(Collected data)
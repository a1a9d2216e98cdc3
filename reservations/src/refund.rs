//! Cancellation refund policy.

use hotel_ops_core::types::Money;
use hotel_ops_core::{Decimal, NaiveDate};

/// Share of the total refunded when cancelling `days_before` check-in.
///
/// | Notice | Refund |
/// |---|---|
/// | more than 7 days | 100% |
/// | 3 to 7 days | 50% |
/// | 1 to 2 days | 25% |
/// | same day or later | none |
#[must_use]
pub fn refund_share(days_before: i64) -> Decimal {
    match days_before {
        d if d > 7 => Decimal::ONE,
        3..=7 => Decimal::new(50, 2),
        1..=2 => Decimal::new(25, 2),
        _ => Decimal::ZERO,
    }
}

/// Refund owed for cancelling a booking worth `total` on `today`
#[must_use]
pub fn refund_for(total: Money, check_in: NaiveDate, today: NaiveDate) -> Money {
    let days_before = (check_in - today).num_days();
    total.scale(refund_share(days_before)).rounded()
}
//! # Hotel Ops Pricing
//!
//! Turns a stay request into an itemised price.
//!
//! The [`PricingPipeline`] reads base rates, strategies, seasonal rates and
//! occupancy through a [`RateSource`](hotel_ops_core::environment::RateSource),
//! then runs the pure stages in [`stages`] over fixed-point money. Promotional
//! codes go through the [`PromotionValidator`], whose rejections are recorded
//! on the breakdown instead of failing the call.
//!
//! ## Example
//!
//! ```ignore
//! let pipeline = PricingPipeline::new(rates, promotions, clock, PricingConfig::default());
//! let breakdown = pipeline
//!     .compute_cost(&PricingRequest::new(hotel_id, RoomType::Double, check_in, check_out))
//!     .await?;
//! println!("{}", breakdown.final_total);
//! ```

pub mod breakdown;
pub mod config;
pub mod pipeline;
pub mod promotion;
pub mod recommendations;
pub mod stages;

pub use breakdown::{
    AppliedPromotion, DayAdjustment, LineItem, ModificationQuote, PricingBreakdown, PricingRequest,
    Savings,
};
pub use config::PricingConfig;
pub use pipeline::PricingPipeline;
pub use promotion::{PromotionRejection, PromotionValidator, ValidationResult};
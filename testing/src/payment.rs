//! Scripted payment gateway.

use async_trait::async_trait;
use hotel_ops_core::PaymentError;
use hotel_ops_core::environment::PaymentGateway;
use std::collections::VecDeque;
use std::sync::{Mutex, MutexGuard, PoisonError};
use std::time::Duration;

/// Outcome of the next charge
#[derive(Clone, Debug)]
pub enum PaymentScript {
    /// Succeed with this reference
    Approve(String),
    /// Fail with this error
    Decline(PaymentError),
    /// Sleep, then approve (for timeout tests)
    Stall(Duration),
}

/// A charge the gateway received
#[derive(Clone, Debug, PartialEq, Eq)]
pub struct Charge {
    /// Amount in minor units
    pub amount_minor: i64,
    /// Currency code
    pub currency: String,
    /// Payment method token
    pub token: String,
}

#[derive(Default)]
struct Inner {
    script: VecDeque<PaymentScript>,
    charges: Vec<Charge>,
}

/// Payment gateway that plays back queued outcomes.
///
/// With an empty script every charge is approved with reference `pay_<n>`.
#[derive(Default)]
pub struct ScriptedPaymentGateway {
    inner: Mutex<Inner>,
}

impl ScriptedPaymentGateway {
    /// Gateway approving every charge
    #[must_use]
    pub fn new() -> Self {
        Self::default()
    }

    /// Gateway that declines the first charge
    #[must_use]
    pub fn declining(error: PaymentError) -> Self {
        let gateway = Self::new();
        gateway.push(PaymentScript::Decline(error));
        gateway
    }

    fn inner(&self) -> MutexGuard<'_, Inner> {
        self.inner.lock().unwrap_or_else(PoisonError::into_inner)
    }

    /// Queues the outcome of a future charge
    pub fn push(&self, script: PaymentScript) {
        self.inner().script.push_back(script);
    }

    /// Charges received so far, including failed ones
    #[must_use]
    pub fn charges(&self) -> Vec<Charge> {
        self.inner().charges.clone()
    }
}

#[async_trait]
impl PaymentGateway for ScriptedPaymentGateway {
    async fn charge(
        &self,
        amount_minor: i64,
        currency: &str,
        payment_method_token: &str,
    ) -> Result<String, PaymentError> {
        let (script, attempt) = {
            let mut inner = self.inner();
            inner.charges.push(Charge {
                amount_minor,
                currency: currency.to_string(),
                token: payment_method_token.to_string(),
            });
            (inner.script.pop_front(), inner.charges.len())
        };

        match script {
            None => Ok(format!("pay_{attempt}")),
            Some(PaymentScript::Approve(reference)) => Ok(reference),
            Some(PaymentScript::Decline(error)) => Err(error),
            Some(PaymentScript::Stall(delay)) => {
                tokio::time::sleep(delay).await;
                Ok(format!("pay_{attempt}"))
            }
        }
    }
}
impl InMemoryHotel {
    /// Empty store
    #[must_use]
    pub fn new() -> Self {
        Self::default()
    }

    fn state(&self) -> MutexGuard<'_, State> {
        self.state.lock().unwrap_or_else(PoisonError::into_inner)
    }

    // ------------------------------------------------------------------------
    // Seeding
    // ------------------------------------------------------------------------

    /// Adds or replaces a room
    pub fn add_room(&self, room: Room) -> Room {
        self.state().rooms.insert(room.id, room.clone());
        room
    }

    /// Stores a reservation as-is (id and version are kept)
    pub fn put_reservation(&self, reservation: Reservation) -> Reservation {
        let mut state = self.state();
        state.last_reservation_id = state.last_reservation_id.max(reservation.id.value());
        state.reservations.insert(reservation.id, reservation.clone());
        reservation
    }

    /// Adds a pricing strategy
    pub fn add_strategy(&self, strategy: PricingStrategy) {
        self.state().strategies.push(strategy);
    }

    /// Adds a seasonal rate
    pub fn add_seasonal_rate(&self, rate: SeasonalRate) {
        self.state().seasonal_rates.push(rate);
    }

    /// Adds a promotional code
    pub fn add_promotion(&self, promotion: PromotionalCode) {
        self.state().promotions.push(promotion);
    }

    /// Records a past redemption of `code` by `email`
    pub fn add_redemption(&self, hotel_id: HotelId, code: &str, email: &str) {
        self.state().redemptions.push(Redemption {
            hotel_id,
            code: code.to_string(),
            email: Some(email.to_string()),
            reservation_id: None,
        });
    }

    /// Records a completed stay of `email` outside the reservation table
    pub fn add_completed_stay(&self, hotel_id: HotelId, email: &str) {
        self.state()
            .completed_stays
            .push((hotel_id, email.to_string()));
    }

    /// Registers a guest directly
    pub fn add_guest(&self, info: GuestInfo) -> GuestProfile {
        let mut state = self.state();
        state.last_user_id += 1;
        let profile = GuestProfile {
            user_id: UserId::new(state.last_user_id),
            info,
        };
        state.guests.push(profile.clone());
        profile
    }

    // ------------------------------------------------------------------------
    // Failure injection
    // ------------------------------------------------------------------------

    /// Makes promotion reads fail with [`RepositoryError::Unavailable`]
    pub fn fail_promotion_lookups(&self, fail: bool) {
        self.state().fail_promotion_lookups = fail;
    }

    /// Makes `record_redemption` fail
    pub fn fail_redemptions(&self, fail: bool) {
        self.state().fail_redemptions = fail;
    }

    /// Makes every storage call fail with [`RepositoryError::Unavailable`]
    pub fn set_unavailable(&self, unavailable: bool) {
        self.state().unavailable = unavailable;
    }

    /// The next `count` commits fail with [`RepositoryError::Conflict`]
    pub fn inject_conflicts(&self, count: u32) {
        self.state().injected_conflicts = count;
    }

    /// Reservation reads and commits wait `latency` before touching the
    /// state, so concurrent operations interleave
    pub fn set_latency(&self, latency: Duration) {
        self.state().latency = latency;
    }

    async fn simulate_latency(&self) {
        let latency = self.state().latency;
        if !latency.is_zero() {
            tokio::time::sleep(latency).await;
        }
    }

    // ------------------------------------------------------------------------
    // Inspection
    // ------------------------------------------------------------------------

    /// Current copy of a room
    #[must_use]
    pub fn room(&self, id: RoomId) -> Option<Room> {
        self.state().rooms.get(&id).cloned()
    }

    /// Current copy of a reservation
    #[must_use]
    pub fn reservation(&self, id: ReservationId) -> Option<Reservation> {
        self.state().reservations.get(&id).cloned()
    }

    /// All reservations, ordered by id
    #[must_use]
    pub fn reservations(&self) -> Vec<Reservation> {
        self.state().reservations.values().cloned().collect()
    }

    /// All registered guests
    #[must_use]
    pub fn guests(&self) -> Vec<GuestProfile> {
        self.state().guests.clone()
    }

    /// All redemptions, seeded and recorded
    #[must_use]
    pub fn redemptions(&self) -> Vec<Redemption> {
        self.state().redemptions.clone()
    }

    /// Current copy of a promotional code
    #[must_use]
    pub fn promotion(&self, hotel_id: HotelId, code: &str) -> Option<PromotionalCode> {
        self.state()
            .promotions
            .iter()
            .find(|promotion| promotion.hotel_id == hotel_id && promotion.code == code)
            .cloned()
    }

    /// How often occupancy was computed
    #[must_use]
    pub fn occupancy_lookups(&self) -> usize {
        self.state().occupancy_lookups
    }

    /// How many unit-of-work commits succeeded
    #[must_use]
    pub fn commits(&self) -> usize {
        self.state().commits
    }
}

■ **What you are asked to do**: Determine the number of lines in the preceding data that contain the word "Stall". Reply with that number only.

■ **Exercise solution**: 2